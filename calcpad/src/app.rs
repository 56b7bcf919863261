//! CalcPad application
//!
//! Renders the keypad and display, and forwards every interaction to the
//! engine as a single `Action`. The app never edits the calculation text
//! itself; state only changes through `Engine::apply`.

use calccore::{storage, Action, CalcState, CalcTheme, Engine, Operator};
use egui::{Context, Key};

/// One keypad button: label plus the action it dispatches.
#[derive(Clone, Copy)]
struct PadKey {
    label: &'static str,
    action: Action,
    /// Layout weight; wide keys (C, =, 0) take two cells.
    weight: f32,
}

const fn key(label: &'static str, action: Action) -> PadKey {
    PadKey { label, action, weight: 1.0 }
}

const fn wide(label: &'static str, action: Action) -> PadKey {
    PadKey { label, action, weight: 2.0 }
}

/// The keypad, top row first. Mirrors a pocket calculator layout.
const KEYPAD: &[&[PadKey]] = &[
    &[wide("C", Action::Clear), wide("=", Action::Evaluate)],
    &[
        key("1", Action::Digit(1)),
        key("2", Action::Digit(2)),
        key("3", Action::Digit(3)),
        key("+", Action::Operator(Operator::Add)),
    ],
    &[
        key("4", Action::Digit(4)),
        key("5", Action::Digit(5)),
        key("6", Action::Digit(6)),
        key("-", Action::Operator(Operator::Subtract)),
    ],
    &[
        key("7", Action::Digit(7)),
        key("8", Action::Digit(8)),
        key("9", Action::Digit(9)),
        key("*", Action::Operator(Operator::Multiply)),
    ],
    &[
        wide("0", Action::Digit(0)),
        key(".", Action::DecimalPoint),
        key("/", Action::Operator(Operator::Divide)),
    ],
];

pub struct CalcPadApp {
    engine: Engine,
    state: CalcState,
    show_about: bool,
}

impl CalcPadApp {
    pub fn new(_cc: &eframe::CreationContext<'_>) -> Self {
        Self {
            engine: Engine::new(),
            // Resume the calculation from the previous session, if any.
            state: storage::load_state().unwrap_or_default(),
            show_about: false,
        }
    }

    /// The single entry point for user interactions. Keeps action handling
    /// serialized: one `apply` per event, UI re-renders from the new state.
    fn dispatch(&mut self, action: Action) {
        self.state = self.engine.apply(&self.state, action);
    }

    fn handle_keys(&mut self, ctx: &Context) {
        let mut pending = Vec::new();

        ctx.input(|i| {
            for digit in 0u8..=9 {
                if i.key_pressed(digit_key(digit)) {
                    pending.push(Action::Digit(digit));
                }
            }

            if i.key_pressed(Key::Plus) || (i.modifiers.shift && i.key_pressed(Key::Equals)) {
                pending.push(Action::Operator(Operator::Add));
            }
            if i.key_pressed(Key::Minus) {
                pending.push(Action::Operator(Operator::Subtract));
            }
            if i.modifiers.shift && i.key_pressed(Key::Num8) {
                pending.push(Action::Operator(Operator::Multiply));
            }
            if i.key_pressed(Key::Slash) {
                pending.push(Action::Operator(Operator::Divide));
            }

            if i.key_pressed(Key::Period) || i.key_pressed(Key::Comma) {
                pending.push(Action::DecimalPoint);
            }

            if i.key_pressed(Key::Enter) || (!i.modifiers.shift && i.key_pressed(Key::Equals)) {
                pending.push(Action::Evaluate);
            }

            if i.key_pressed(Key::Escape) || i.key_pressed(Key::C) {
                pending.push(Action::Clear);
            }
        });

        for action in pending {
            self.dispatch(action);
        }
    }

    fn render_display(&self, ui: &mut egui::Ui) {
        let text = match self.state.display() {
            s if s.is_empty() => "0".to_string(),
            s => s,
        };

        CalcTheme::display_frame().show(ui, |ui| {
            ui.set_min_height(48.0);
            ui.with_layout(egui::Layout::right_to_left(egui::Align::Center), |ui| {
                ui.label(
                    egui::RichText::new(text)
                        .font(egui::FontId::monospace(26.0))
                        .strong(),
                );
            });
        });
    }

    fn render_keypad(&mut self, ui: &mut egui::Ui) {
        let btn_h = 38.0;
        for row in KEYPAD {
            // A wide key spans two cells plus the gap between them, so the
            // per-cell width divides out the gaps by total weight.
            let cells: f32 = row.iter().map(|k| k.weight).sum();
            let gaps = (cells - 1.0) * ui.spacing().item_spacing.x;
            let cell_w = (ui.available_width() - gaps) / cells;

            let mut pressed = None;
            ui.horizontal(|ui| {
                for k in row.iter() {
                    let w = cell_w * k.weight
                        + (k.weight - 1.0) * ui.spacing().item_spacing.x;
                    if ui
                        .add_sized([w, btn_h], egui::Button::new(k.label))
                        .clicked()
                    {
                        pressed = Some(k.action);
                    }
                }
            });
            if let Some(action) = pressed {
                self.dispatch(action);
            }
        }
    }

    fn render_about(&mut self, ctx: &Context) {
        egui::Window::new("about calcpad")
            .collapsible(false)
            .resizable(false)
            .default_width(220.0)
            .show(ctx, |ui| {
                ui.vertical_centered(|ui| {
                    ui.heading("calcpad");
                    ui.label(format!("version {}", env!("CARGO_PKG_VERSION")));
                    ui.add_space(4.0);
                    ui.label("keys: 0-9 . + - * / Enter Esc");
                    ui.add_space(4.0);
                    if ui.button("ok").clicked() {
                        self.show_about = false;
                    }
                });
            });
    }
}

impl eframe::App for CalcPadApp {
    fn update(&mut self, ctx: &Context, _frame: &mut eframe::Frame) {
        self.handle_keys(ctx);

        egui::TopBottomPanel::top("menu").show(ctx, |ui| {
            egui::menu::bar(ui, |ui| {
                ui.menu_button("help", |ui| {
                    if ui.button("about").clicked() {
                        self.show_about = true;
                        ui.close_menu();
                    }
                });
            });
        });

        egui::CentralPanel::default().show(ctx, |ui| {
            self.render_display(ui);
            ui.add_space(6.0);
            self.render_keypad(ui);
        });

        if self.show_about {
            self.render_about(ctx);
        }
    }

    fn on_exit(&mut self, _gl: Option<&eframe::glow::Context>) {
        if let Err(e) = storage::save_state(&self.state) {
            eprintln!("[calcpad] could not save state: {}", e);
        }
    }
}

fn digit_key(digit: u8) -> Key {
    match digit {
        0 => Key::Num0,
        1 => Key::Num1,
        2 => Key::Num2,
        3 => Key::Num3,
        4 => Key::Num4,
        5 => Key::Num5,
        6 => Key::Num6,
        7 => Key::Num7,
        8 => Key::Num8,
        9 => Key::Num9,
        _ => Key::Num0,
    }
}
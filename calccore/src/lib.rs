//! calccore - shared library for the pocket calculator
//!
//! The interesting part lives in [`engine`]: a pure state machine that
//! turns button presses into an in-progress calculation and, on equals,
//! into a result. Everything else (formatting, persistence, theme) exists
//! to serve a front end.

pub mod engine;
pub mod format;
pub mod storage;
pub mod theme;

pub use engine::{Action, CalcState, Engine, EngineConfig, Operator};
pub use format::format_result;
pub use theme::{CalcColors, CalcTheme};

......

Output the records again in full. Keep every character as written.

ANSWER SECTION ::
filename calcpad/src/app.rs
repository 56b7bcf919863261
//! CalcPad application
//!
//! Renders the keypad and display, and forwards every interaction to the
//! engine as a single `Action`. The app never edits the calculation text
//! itself; state only changes through `Engine::apply`.

use calccore::{storage, Action, CalcState, CalcTheme, Engine, Operator};
use egui::{Context, Key};

/// One keypad button: label plus the action it dispatches.
#[derive(Clone, Copy)]
struct PadKey {
    label: &'static str,
    action: Action,
    /// Layout weight; wide keys (C, =, 0) take two cells.
    weight: f32,
}

const fn key(label: &'static str, action: Action) -> PadKey {
    PadKey { label, action, weight: 1.0 }
}

const fn wide(label: &'static str, action: Action) -> PadKey {
    PadKey { label, action, weight: 2.0 }
}

/// The keypad, top row first. Mirrors a pocket calculator layout.
const KEYPAD: &[&[PadKey]] = &[
    &[wide("C", Action::Clear), wide("=", Action::Evaluate)],
    &[
        key("1", Action::Digit(1)),
        key("2", Action::Digit(2)),
        key("3", Action::Digit(3)),
        key("+", Action::Operator(Operator::Add)),
    ],
    &[
        key("4", Action::Digit(4)),
        key("5", Action::Digit(5)),
        key("6", Action::Digit(6)),
        key("-", Action::Operator(Operator::Subtract)),
    ],
    &[
        key("7", Action::Digit(7)),
        key("8", Action::Digit(8)),
        key("9", Action::Digit(9)),
        key("*", Action::Operator(Operator::Multiply)),
    ],
    &[
        wide("0", Action::Digit(0)),
        key(".", Action::DecimalPoint),
        key("/", Action::Operator(Operator::Divide)),
    ],
];

pub struct CalcPadApp {
    engine: Engine,
    state: CalcState,
    show_about: bool,
}

impl CalcPadApp {
    pub fn new(_cc: &eframe::CreationContext<'_>) -> Self {
        Self {
            engine: Engine::new(),
            // Resume the calculation from the previous session, if any.
            state: storage::load_state().unwrap_or_default(),
            show_about: false,
        }
    }

    /// The single entry point for user interactions. Keeps action handling
    /// serialized: one `apply` per event, UI re-renders from the new state.
    fn dispatch(&mut self, action: Action) {
        self.state = self.engine.apply(&self.state, action);
    }

    fn handle_keys(&mut self, ctx: &Context) {
        let mut pending = Vec::new();

        ctx.input(|i| {
            for digit in 0u8..=9 {
                if i.key_pressed(digit_key(digit)) {
                    pending.push(Action::Digit(digit));
                }
            }

            if i.key_pressed(Key::Plus) || (i.modifiers.shift && i.key_pressed(Key::Equals)) {
                pending.push(Action::Operator(Operator::Add));
            }
            if i.key_pressed(Key::Minus) {
                pending.push(Action::Operator(Operator::Subtract));
            }
            if i.modifiers.shift && i.key_pressed(Key::Num8) {
                pending.push(Action::Operator(Operator::Multiply));
            }
            if i.key_pressed(Key::Slash) {
                pending.push(Action::Operator(Operator::Divide));
            }

            if i.key_pressed(Key::Period) || i.key_pressed(Key::Comma) {
                pending.push(Action::DecimalPoint);
            }

            if i.key_pressed(Key::Enter) || (!i.modifiers.shift && i.key_pressed(Key::Equals)) {
                pending.push(Action::Evaluate);
            }

            if i.key_pressed(Key::Escape) || i.key_pressed(Key::C) {
                pending.push(Action::Clear);
            }
        });

        for action in pending {
            self.dispatch(action);
        }
    }

    fn render_display(&self, ui: &mut egui::Ui) {
        let text = match self.state.display() {
            s if s.is_empty() => "0".to_string(),
            s => s,
        };

        CalcTheme::display_frame().show(ui, |ui| {
            ui.set_min_height(48.0);
            ui.with_layout(egui::Layout::right_to_left(egui::Align::Center), |ui| {
                ui.label(
                    egui::RichText::new(text)
                        .font(egui::FontId::monospace(26.0))
                        .strong(),
                );
            });
        });
    }

    fn render_keypad(&mut self, ui: &mut egui::Ui) {
        let btn_h = 38.0;
        for row in KEYPAD {
            // A wide key spans two cells plus the gap between them, so the
            // per-cell width divides out the gaps by total weight.
            let cells: f32 = row.iter().map(|k| k.weight).sum();
            let gaps = (cells - 1.0) * ui.spacing().item_spacing.x;
            let cell_w = (ui.available_width() - gaps) / cells;

            let mut pressed = None;
            ui.horizontal(|ui| {
                for k in row.iter() {
                    let w = cell_w * k.weight
                        + (k.weight - 1.0) * ui.spacing().item_spacing.x;
                    if ui
                        .add_sized([w, btn_h], egui::Button::new(k.label))
                        .clicked()
                    {
                        pressed = Some(k.action);
                    }
                }
            });
            if let Some(action) = pressed {
                self.dispatch(action);
            }
        }
    }

    fn render_about(&mut self, ctx: &Context) {
        egui::Window::new("about calcpad")
            .collapsible(false)
            .resizable(false)
            .default_width(220.0)
            .show(ctx, |ui| {
                ui.vertical_centered(|ui| {
                    ui.heading("calcpad");
                    ui.label(format!("version {}", env!("CARGO_PKG_VERSION")));
                    ui.add_space(4.0);
                    ui.label("keys: 0-9 . + - * / Enter Esc");
                    ui.add_space(4.0);
                    if ui.button("ok").clicked() {
                        self.show_about = false;
                    }
                });
            });
    }
}

impl eframe::App for CalcPadApp {
    fn update(&mut self, ctx: &Context, _frame: &mut eframe::Frame) {
        self.handle_keys(ctx);

        egui::TopBottomPanel::top("menu").show(ctx, |ui| {
            egui::menu::bar(ui, |ui| {
                ui.menu_button("help", |ui| {
                    if ui.button("about").clicked() {
                        self.show_about = true;
                        ui.close_menu();
                    }
                });
            });
        });

        egui::CentralPanel::default().show(ctx, |ui| {
            self.render_display(ui);
            ui.add_space(6.0);
            self.render_keypad(ui);
        });

        if self.show_about {
            self.render_about(ctx);
        }
    }

    fn on_exit(&mut self, _gl: Option<&eframe::glow::Context>) {
        if let Err(e) = storage::save_state(&self.state) {
            eprintln!("[calcpad] could not save state: {}", e);
        }
    }
}

fn digit_key(digit: u8) -> Key {
    match digit {
        0 => Key::Num0,
        1 => Key::Num1,
        2 => Key::Num2,
        3 => Key::Num3,
        4 => Key::Num4,
        5 => Key::Num5,
        6 => Key::Num6,
        7 => Key::Num7,
        8 => Key::Num8,
        9 => Key::Num9,
        _ => Key::Num0,
    }
}
filename calccore/src/lib.rs
//! calccore - shared library for the pocket calculator
//!
//! The interesting part lives in [`engine`]: a pure state machine that
//! turns button presses into an in-progress calculation and, on equals,
//! into a result. Everything else (formatting, persistence, theme) exists
//! to serve a front end.

pub mod engine;
pub mod format;
pub mod storage;
pub mod theme;

pub use engine::{Action, CalcState, Engine, EngineConfig, Operator};
pub use format::format_result;
pub use theme::{CalcColors, CalcTheme};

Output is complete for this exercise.